Da qualche mese il mio corpo era diventato schiavo di una paura invalidante. Tremavo, ansimavo per la forte tachicardia, fuggivo da luoghi affollati per timore di svenire.
Quando arrivai nello studio della Dott.ssa T. la situazione era già precipitata: avevo perso il controllo senza immaginarne il perché.
In quell’ambiente asettico mi sentivo un’estranea. Seduta su quel divano beige, smorto, cercavo di raccontarle di avere una vita ordinaria, ottimi voti all’università, un fidanzato amorevole, una famiglia premurosa e amici a cui volere bene, e di suggerirle la cura, forse tutto era dovuto allo stress e un calmante e qualche giorno di riposo mi avrebbero fatto bene.
“Trentacinque anni e una vita sbagliata” fu la sua diagnosi. Piansi disperata come quella volta in cui mi dissero che mio fratello era entrato in coma dopo un incidente mortale. Per lo shock quasi svenni.
Tornata a casa non tolsi neanche le scarpe. Mi infilai nel letto, spensi la luce e rimasi immobile per ore. Dovevo scrivere un articolo urgente, ma non ebbi la forza di accendere il computer e stare delle ore su un foglio bianco in attesa di trovare le parole giuste. All’improvviso non m’importava più di niente. Mi addormentai stremata fino a che non fui svegliata dal suono del citofono, così mi alzai e risposi.
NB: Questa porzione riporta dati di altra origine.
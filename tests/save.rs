mod common;

use std::time::Duration;

use common::{customer, manager_with, manager_with_service, order, values};
use entity_cache::core::{DataValue, EntityKey, EntityState};
use entity_cache::error::TransportContext;
use entity_cache::infrastructure::{MemoryDataService, ServiceOperation, ServiceRequest};
use entity_cache::{AppError, SharedEntityManager};
use serde_json::Value;

fn saved_bundles(requests: Vec<ServiceRequest>) -> Vec<Value> {
    requests
        .into_iter()
        .filter_map(|r| match r {
            ServiceRequest::Save { bundle } => Some(bundle),
            _ => None,
        })
        .collect()
}

#[tokio::test]
async fn test_identity_keys_are_replaced_and_foreign_keys_follow() {
    let (mut em, _service) = manager_with_service();
    let c = customer(&mut em, 0, "New Co", EntityState::Added);
    let o = order(&mut em, 0, None, EntityState::Detached);
    em.push_related(c, "Orders", &[o]).unwrap();
    assert_eq!(em.get_value(c, "CustomerID").unwrap(), DataValue::Int(-1));
    assert_eq!(em.get_value(o, "CustomerID").unwrap(), DataValue::Int(-1));

    let outcome = em.save_changes(None).await.unwrap();

    assert_eq!(outcome.entities, vec![c, o]);
    assert_eq!(outcome.key_mappings.len(), 2);
    assert_eq!(em.get_value(c, "CustomerID").unwrap(), DataValue::Int(1000));
    assert_eq!(em.get_value(o, "OrderID").unwrap(), DataValue::Int(1001));
    assert_eq!(em.get_value(o, "CustomerID").unwrap(), DataValue::Int(1000));
    assert_eq!(em.get_navigation(o, "Customer").unwrap(), Some(c));
    assert_eq!(em.get_entity_by_key(&EntityKey::single("Customer", 1000i64)), Some(c));
    assert!(em.get_entity_by_key(&EntityKey::single("Customer", -1i64)).is_none());
    for id in [c, o] {
        assert_eq!(em.entity_state(id).unwrap(), EntityState::Unchanged);
        assert!(!em.aspect(id).unwrap().has_temp_key());
    }
    assert!(!em.has_changes());
}

#[tokio::test]
async fn test_modified_entities_bump_their_concurrency_value() {
    let (mut em, service) = manager_with_service();
    let c = customer(&mut em, 1, "Before", EntityState::Unchanged);
    em.set_value(c, "CompanyName", "After").unwrap();

    em.save_changes(None).await.unwrap();

    let bundles = saved_bundles(service.requests().await);
    assert_eq!(bundles.len(), 1);
    let row = &bundles[0]["entities"][0];
    assert_eq!(row["RowVersion"], 2);
    assert_eq!(row["entityAspect"]["entityState"], "Modified");
    assert_eq!(row["entityAspect"]["originalValuesMap"]["CompanyName"], "Before");
    assert_eq!(row["entityAspect"]["entityTypeName"], "Customer:#Northwind");

    assert_eq!(em.get_value(c, "RowVersion").unwrap(), DataValue::Int(2));
    assert_eq!(em.entity_state(c).unwrap(), EntityState::Unchanged);
    assert!(em.aspect(c).unwrap().original_values().is_empty());
}

#[tokio::test]
async fn test_failed_save_leaves_entities_as_they_were() {
    let (mut em, service) = manager_with_service();
    let c = customer(&mut em, 1, "Before", EntityState::Unchanged);
    em.set_value(c, "CompanyName", "After").unwrap();
    let o = order(&mut em, 0, Some(1), EntityState::Added);
    let temp = em.get_key(o).unwrap();
    service.fail_next(ServiceOperation::Save, "409 conflict").await;

    let err = em.save_changes(None).await.unwrap_err();

    assert!(matches!(
        err,
        AppError::Transport {
            context: TransportContext::Save { .. },
            ..
        }
    ));
    assert_eq!(em.entity_state(c).unwrap(), EntityState::Modified);
    assert_eq!(em.get_value(c, "RowVersion").unwrap(), DataValue::Int(1));
    assert_eq!(em.get_value(c, "CompanyName").unwrap(), DataValue::from("After"));
    assert!(!em.aspect(c).unwrap().original_values().contains_key("RowVersion"));
    assert_eq!(em.entity_state(o).unwrap(), EntityState::Added);
    assert_eq!(em.get_key(o).unwrap(), temp);
    assert!(em.aspect(o).unwrap().has_temp_key());
    for id in [c, o] {
        assert!(!em.aspect(id).unwrap().is_being_saved());
    }
    assert!(em.has_changes());

    // the same changes go through once the server recovers
    em.save_changes(None).await.unwrap();
    assert!(!em.has_changes());
    assert_eq!(em.get_value(c, "RowVersion").unwrap(), DataValue::Int(2));
}

#[tokio::test]
async fn test_validation_errors_stop_the_save_before_transport() {
    let (mut em, service) = manager_with_service();
    let employee = em
        .create_entity(
            "Employee",
            values([("LastName", DataValue::from(""))]),
            EntityState::Added,
        )
        .unwrap();

    let err = em.save_changes(None).await.unwrap_err();

    match err {
        AppError::Validation { entities, .. } => assert_eq!(entities, vec![employee]),
        other => panic!("unexpected error: {}", other),
    }
    assert!(em.aspect(employee).unwrap().has_validation_errors());
    assert!(service.requests().await.is_empty());
    assert_eq!(em.entity_state(employee).unwrap(), EntityState::Added);
}

#[tokio::test]
async fn test_deleted_entities_are_detached_after_save() {
    let (mut em, _service) = manager_with_service();
    let c = customer(&mut em, 1, "Gone", EntityState::Unchanged);
    em.set_deleted(c).unwrap();

    let outcome = em.save_changes(None).await.unwrap();

    assert_eq!(outcome.entities, vec![c]);
    assert_eq!(em.entity_state(c).unwrap(), EntityState::Detached);
    assert!(em.get_entity_by_key(&EntityKey::single("Customer", 1i64)).is_none());
    assert!(!em.has_changes());
}

#[tokio::test]
async fn test_saving_nothing_sends_nothing() {
    let (mut em, service) = manager_with_service();
    let c = customer(&mut em, 1, "Clean", EntityState::Unchanged);

    let outcome = em.save_changes(Some(&[c])).await.unwrap();
    assert!(outcome.entities.is_empty());
    let outcome = em.save_changes(None).await.unwrap();
    assert!(outcome.entities.is_empty());
    assert!(service.requests().await.is_empty());
}

#[tokio::test]
async fn test_only_the_requested_entities_are_saved() {
    let (mut em, service) = manager_with_service();
    let a = customer(&mut em, 1, "A", EntityState::Unchanged);
    let b = customer(&mut em, 2, "B", EntityState::Unchanged);
    em.set_value(a, "City", "Lyon").unwrap();
    em.set_value(b, "City", "Nice").unwrap();

    em.save_changes(Some(&[a])).await.unwrap();

    assert_eq!(em.entity_state(a).unwrap(), EntityState::Unchanged);
    assert_eq!(em.entity_state(b).unwrap(), EntityState::Modified);
    let bundles = saved_bundles(service.requests().await);
    assert_eq!(bundles[0]["entities"].as_array().unwrap().len(), 1);
}

#[tokio::test]
async fn test_overlapping_saves_are_rejected_while_in_flight() {
    let (mut em, _service) =
        manager_with(MemoryDataService::new(common::SERVICE).with_latency(Duration::from_millis(100)));
    let a = customer(&mut em, 1, "A", EntityState::Unchanged);
    let b = customer(&mut em, 2, "B", EntityState::Unchanged);
    em.set_value(a, "City", "Oslo").unwrap();
    let shared = SharedEntityManager::new(em);

    let first = {
        let shared = shared.clone();
        tokio::spawn(async move { shared.save_changes(None).await })
    };
    tokio::time::sleep(Duration::from_millis(20)).await;

    {
        let mut em = shared.lock().await;
        assert!(em.aspect(a).unwrap().is_being_saved());
        em.set_value(b, "City", "Bergen").unwrap();
    }
    let second = shared.save_changes(Some(vec![a])).await;
    assert!(matches!(second, Err(AppError::ConcurrentSave(ref ids)) if ids == &vec![a]));

    let saved = first.await.unwrap().unwrap();
    assert_eq!(saved.entities, vec![a]);
    let em = shared.lock().await;
    assert!(!em.aspect(a).unwrap().is_being_saved());
    assert_eq!(em.entity_state(a).unwrap(), EntityState::Unchanged);
    assert_eq!(em.entity_state(b).unwrap(), EntityState::Modified);
}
Era solo il corriere che doveva consegnare un pacco a una certa signora che abitava nell’interno C. Falso allarme. Allora decisi di mangiare qualcosa, ma il frigorifero era semivuoto: yogurt greco scaduto da una settimana e frutta matura pronta ad ammuffire. Non riuscivo a respirare. Le mie mani sudavano, le gambe mi formicolavano. Camminavano su e giù per tutta la stanza. Non riuscivo più a ritrovare la calma.
Ritornai dalla mia psicologa per raccontarle come avevo vissuto le settimane di assenza. Un incubo era la parola esatta. Seguendo il suo discorso addolcito da parole dal tono fintamente gentile, avrei dovuto scavare dentro me per capire le cause del malessere e così affrontare verità sommerse. Utilizzava una serie di concetti a me estranei: analisi del passato e del presente, flussi di coscienza, riassunto delle mie emozioni, annotazioni su un quadernone, test per comprendere la percentuale d’ansia, patologica e generalizzata o riferita solo a un determinato aspetto della mia vita.
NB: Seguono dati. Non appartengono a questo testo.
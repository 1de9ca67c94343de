mod common;

use common::{customer, manager, order, values};
use entity_cache::core::{DataValue, EntityKey, EntityState};
use entity_cache::infrastructure::ImportOptions;
use entity_cache::MergeStrategy;

#[test]
fn test_round_trip_keeps_states_values_and_links() {
    let mut source = manager();
    let c = customer(&mut source, 1, "Alfreds", EntityState::Unchanged);
    source.set_value(c, "City", "Berlin").unwrap();
    order(&mut source, 10, Some(1), EntityState::Unchanged);
    let gone = customer(&mut source, 2, "Gone", EntityState::Unchanged);
    source.set_deleted(gone).unwrap();

    let document = source.export_entities(None, true).unwrap();
    let mut target = source.create_empty_copy().unwrap();
    let result = target.import_entities(&document, ImportOptions::default()).unwrap();

    assert_eq!(result.entities.len(), 3);
    assert!(result.temp_key_map.is_empty());
    let c2 = target.get_entity_by_key(&EntityKey::single("Customer", 1i64)).unwrap();
    let o2 = target.get_entity_by_key(&EntityKey::single("Order", 10i64)).unwrap();
    let gone2 = target.get_entity_by_key(&EntityKey::single("Customer", 2i64)).unwrap();

    assert_eq!(target.entity_state(c2).unwrap(), EntityState::Modified);
    assert_eq!(target.get_value(c2, "City").unwrap(), DataValue::from("Berlin"));
    assert_eq!(
        target.aspect(c2).unwrap().original_values().get("City"),
        Some(&DataValue::Null)
    );
    assert_eq!(target.entity_state(o2).unwrap(), EntityState::Unchanged);
    assert_eq!(target.get_navigation(o2, "Customer").unwrap(), Some(c2));
    assert_eq!(target.entity_state(gone2).unwrap(), EntityState::Deleted);
    assert!(target.has_changes());

    // rejecting in the copy restores what the source started from
    target.reject_entity_changes(c2).unwrap();
    assert_eq!(target.get_value(c2, "City").unwrap(), DataValue::Null);
}

#[test]
fn test_deleted_child_stays_unlinked_when_its_parent_is_imported_after_it() {
    let mut source = manager();
    let o = source
        .create_entity(
            "Order",
            values([("OrderID", DataValue::Int(10)), ("ShipVia", DataValue::Int(1))]),
            EntityState::Unchanged,
        )
        .unwrap();
    source.set_deleted(o).unwrap();
    let shipper = source
        .create_entity(
            "Shipper",
            values([("ShipperID", DataValue::Int(1)), ("CompanyName", "Speedy".into())]),
            EntityState::Unchanged,
        )
        .unwrap();
    assert!(source.get_collection(shipper, "Orders").unwrap().is_empty());

    let document = source.export_entities(None, false).unwrap();
    let mut target = source.create_empty_copy().unwrap();
    target.import_entities(&document, ImportOptions::default()).unwrap();

    let o2 = target.get_entity_by_key(&EntityKey::single("Order", 10i64)).unwrap();
    let shipper2 = target.get_entity_by_key(&EntityKey::single("Shipper", 1i64)).unwrap();
    assert_eq!(target.entity_state(o2).unwrap(), EntityState::Deleted);
    assert!(target.get_collection(shipper2, "Orders").unwrap().is_empty());
    assert_eq!(target.get_navigation(o2, "Shipper").unwrap(), None);
    assert_eq!(target.get_value(o2, "ShipVia").unwrap(), DataValue::Int(1));

    target.reject_entity_changes(o2).unwrap();
    assert_eq!(target.get_navigation(o2, "Shipper").unwrap(), Some(shipper2));
}

#[test]
fn test_export_of_selected_entities_only() {
    let mut source = manager();
    let a = customer(&mut source, 1, "A", EntityState::Unchanged);
    customer(&mut source, 2, "B", EntityState::Unchanged);

    let document = source.export_entities(Some(&[a]), false).unwrap();
    assert!(document.get("metadataStore").map_or(true, |m| m.is_null()));
    let rows = document["entityGroupMap"]["Customer"]["entities"].as_array().unwrap();
    assert_eq!(rows.len(), 1);
    assert_eq!(rows[0]["CustomerID"], 1);
    assert_eq!(rows[0]["entityAspect"]["entityState"], "Unchanged");
}

#[test]
fn test_temporary_keys_are_replaced_on_import() {
    let mut source = manager();
    let c = customer(&mut source, 0, "New", EntityState::Added);
    let o = order(&mut source, 0, None, EntityState::Detached);
    source.push_related(c, "Orders", &[o]).unwrap();
    assert_eq!(source.get_value(o, "CustomerID").unwrap(), DataValue::Int(-1));
    let document = source.export_entities(None, false).unwrap();

    let mut target = manager();
    let local = order(&mut target, 0, None, EntityState::Added);
    assert_eq!(target.get_value(local, "OrderID").unwrap(), DataValue::Int(-1));

    let result = target.import_entities(&document, ImportOptions::default()).unwrap();

    assert_eq!(result.temp_key_map.len(), 2);
    let c2 = result
        .entities
        .iter()
        .copied()
        .find(|id| target.entity_type_of(*id).unwrap().short_name == "Customer")
        .unwrap();
    let o2 = result
        .entities
        .iter()
        .copied()
        .find(|id| target.entity_type_of(*id).unwrap().short_name == "Order")
        .unwrap();
    let new_customer_key = target.get_value(c2, "CustomerID").unwrap();
    assert_ne!(new_customer_key, DataValue::Int(-1));
    assert_ne!(target.get_value(o2, "OrderID").unwrap(), DataValue::Int(-1));
    assert_eq!(target.get_value(o2, "CustomerID").unwrap(), new_customer_key);
    assert_eq!(target.get_navigation(o2, "Customer").unwrap(), Some(c2));
    assert!(target.aspect(c2).unwrap().has_temp_key());
    assert!(target.key_generator().is_temp_key(&target.get_key(o2).unwrap()));
    assert_eq!(target.entity_state(local).unwrap(), EntityState::Added);
    assert_eq!(target.get_entities(Some(&["Order"]), None).len(), 2);
}

#[test]
fn test_import_preserves_local_changes_unless_told_otherwise() {
    let mut source = manager();
    customer(&mut source, 1, "Exported", EntityState::Unchanged);
    let document = source.export_entities(None, false).unwrap();

    let mut target = manager();
    let local = customer(&mut target, 1, "Local", EntityState::Unchanged);
    target.set_value(local, "City", "Rome").unwrap();

    target.import_entities(&document, ImportOptions::default()).unwrap();
    assert_eq!(target.get_value(local, "CompanyName").unwrap(), DataValue::from("Local"));
    assert_eq!(target.entity_state(local).unwrap(), EntityState::Modified);

    let overwrite = ImportOptions {
        merge_strategy: Some(MergeStrategy::OverwriteChanges),
    };
    target.import_entities(&document, overwrite).unwrap();
    assert_eq!(target.get_value(local, "CompanyName").unwrap(), DataValue::from("Exported"));
    assert_eq!(target.entity_state(local).unwrap(), EntityState::Unchanged);
    assert!(!target.has_changes());
}

#[tokio::test]
async fn test_file_round_trip() {
    let dir = tempfile::tempdir().unwrap();
    let path = dir.path().join("cache.json");
    let mut source = manager();
    customer(&mut source, 3, "On Disk", EntityState::Added);

    source.export_to_file(&path, None, true).await.unwrap();
    let mut target = source.create_empty_copy().unwrap();
    let result = target.import_from_file(&path, ImportOptions::default()).await.unwrap();

    assert_eq!(result.entities.len(), 1);
    let id = result.entities[0];
    assert_eq!(target.entity_state(id).unwrap(), EntityState::Added);
    assert_eq!(target.get_value(id, "CompanyName").unwrap(), DataValue::from("On Disk"));

    let missing = target
        .import_from_file(dir.path().join("missing.json"), ImportOptions::default())
        .await;
    assert!(missing.is_err());
}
Non uscivo più. Ogni qualvolta mettevo i piedi fuori casa una crisi d’ansia mi trafiggeva. Vertigini, frenesia, sensazione di pericolo costante si impossessavano del mio corpo. Cominciai a non frequentare i corsi all’università, a rinunciare agli amici, a disconoscere un sabato sera in pizzeria.
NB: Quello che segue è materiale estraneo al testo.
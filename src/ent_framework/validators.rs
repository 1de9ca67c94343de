// Validators - pluggable per-property and per-type validation capability

use regex::Regex;
use std::fmt;
use std::sync::Arc;

use crate::core::data_value::{DataValue, PropertySource};
use crate::error::{AppError, AppResult};

/// What a validator is looking at.
pub struct ValidationContext<'a> {
    pub entity_type: &'a str,
    /// `None` for entity-level validators.
    pub property_name: Option<&'a str>,
    pub display_name: &'a str,
    /// The entity being validated, for validators that look across properties.
    pub entity: Option<&'a dyn PropertySource>,
}

#[derive(Debug, Clone, PartialEq)]
pub struct ValidationError {
    pub validator_name: String,
    pub property_name: Option<String>,
    pub error_message: String,
}

impl ValidationError {
    pub fn new(validator_name: &str, property_name: Option<&str>, message: impl Into<String>) -> Self {
        Self {
            validator_name: validator_name.to_string(),
            property_name: property_name.map(str::to_string),
            error_message: message.into(),
        }
    }

    /// Errors are unique per (validator, property).
    pub fn key(&self) -> String {
        Self::key_for(&self.validator_name, self.property_name.as_deref())
    }

    pub fn key_for(validator_name: &str, property_name: Option<&str>) -> String {
        format!("{}:{}", validator_name, property_name.unwrap_or(""))
    }
}

impl fmt::Display for ValidationError {
    fn fmt(&self, f: &mut fmt::Formatter<'_>) -> fmt::Result {
        f.write_str(&self.error_message)
    }
}

/// Returning `Err` aborts the whole validation pass.
pub trait Validator: Send + Sync + fmt::Debug {
    fn name(&self) -> &str;

    fn validate(
        &self,
        value: &DataValue,
        context: &ValidationContext<'_>,
    ) -> AppResult<Option<ValidationError>>;
}

#[derive(Debug, Clone, Default)]
pub struct RequiredValidator {
    pub allow_empty_strings: bool,
}

impl Validator for RequiredValidator {
    fn name(&self) -> &str {
        "required"
    }

    fn validate(
        &self,
        value: &DataValue,
        context: &ValidationContext<'_>,
    ) -> AppResult<Option<ValidationError>> {
        let missing = match value {
            DataValue::Null => true,
            DataValue::String(s) => !self.allow_empty_strings && s.trim().is_empty(),
            _ => false,
        };
        Ok(missing.then(|| {
            ValidationError::new(
                self.name(),
                context.property_name,
                format!("'{}' is required", context.display_name),
            )
        }))
    }
}

#[derive(Debug, Clone)]
pub struct MaxLengthValidator {
    pub max_length: usize,
}

impl Validator for MaxLengthValidator {
    fn name(&self) -> &str {
        "maxLength"
    }

    fn validate(
        &self,
        value: &DataValue,
        context: &ValidationContext<'_>,
    ) -> AppResult<Option<ValidationError>> {
        let too_long = value
            .as_str()
            .map(|s| s.chars().count() > self.max_length)
            .unwrap_or(false);
        Ok(too_long.then(|| {
            ValidationError::new(
                self.name(),
                context.property_name,
                format!(
                    "'{}' must be a string with {} characters or less",
                    context.display_name, self.max_length
                ),
            )
        }))
    }
}

#[derive(Debug, Clone)]
pub struct RegexValidator {
    name: String,
    regex: Regex,
    message: String,
}

impl RegexValidator {
    pub fn new(name: &str, pattern: &str, message: &str) -> AppResult<Self> {
        let regex = Regex::new(pattern)
            .map_err(|e| AppError::Configuration(format!("invalid pattern '{}': {}", pattern, e)))?;
        Ok(Self {
            name: name.to_string(),
            regex,
            message: message.to_string(),
        })
    }
}

impl Validator for RegexValidator {
    fn name(&self) -> &str {
        &self.name
    }

    fn validate(
        &self,
        value: &DataValue,
        context: &ValidationContext<'_>,
    ) -> AppResult<Option<ValidationError>> {
        // absent values are the required validator's business
        if value.is_empty() {
            return Ok(None);
        }
        let text = value.to_string();
        if self.regex.is_match(&text) {
            return Ok(None);
        }
        Ok(Some(ValidationError::new(
            &self.name,
            context.property_name,
            self.message.replace("%displayName%", context.display_name),
        )))
    }
}

pub type ValidatorFn =
    dyn Fn(&DataValue, &ValidationContext<'_>) -> AppResult<Option<String>> + Send + Sync;

/// Closure-backed validator; the closure returns the error message, if any.
#[derive(Clone)]
pub struct FnValidator {
    name: String,
    f: Arc<ValidatorFn>,
}

impl FnValidator {
    pub fn new<F>(name: &str, f: F) -> Self
    where
        F: Fn(&DataValue, &ValidationContext<'_>) -> AppResult<Option<String>>
            + Send
            + Sync
            + 'static,
    {
        Self {
            name: name.to_string(),
            f: Arc::new(f),
        }
    }
}

impl fmt::Debug for FnValidator {
    fn fmt(&self, f: &mut fmt::Formatter<'_>) -> fmt::Result {
        f.debug_struct("FnValidator").field("name", &self.name).finish()
    }
}

impl Validator for FnValidator {
    fn name(&self) -> &str {
        &self.name
    }

    fn validate(
        &self,
        value: &DataValue,
        context: &ValidationContext<'_>,
    ) -> AppResult<Option<ValidationError>> {
        Ok((self.f)(value, context)?
            .map(|message| ValidationError::new(&self.name, context.property_name, message)))
    }
}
L’unico incontro al quale non mi potei sottrarre avvenne in maniera inaspettata nel mese di agosto. Vivevo ormai le giornate aspettando che arrivasse la sera. Il traffico mi affaticava, le urla dei ragazzini in vacanza mi esasperavano. Trovavo conforto nel silenzio e nei versi di Prévert. Accanto a me tenevo sempre un ventaglio per combattere l’afa.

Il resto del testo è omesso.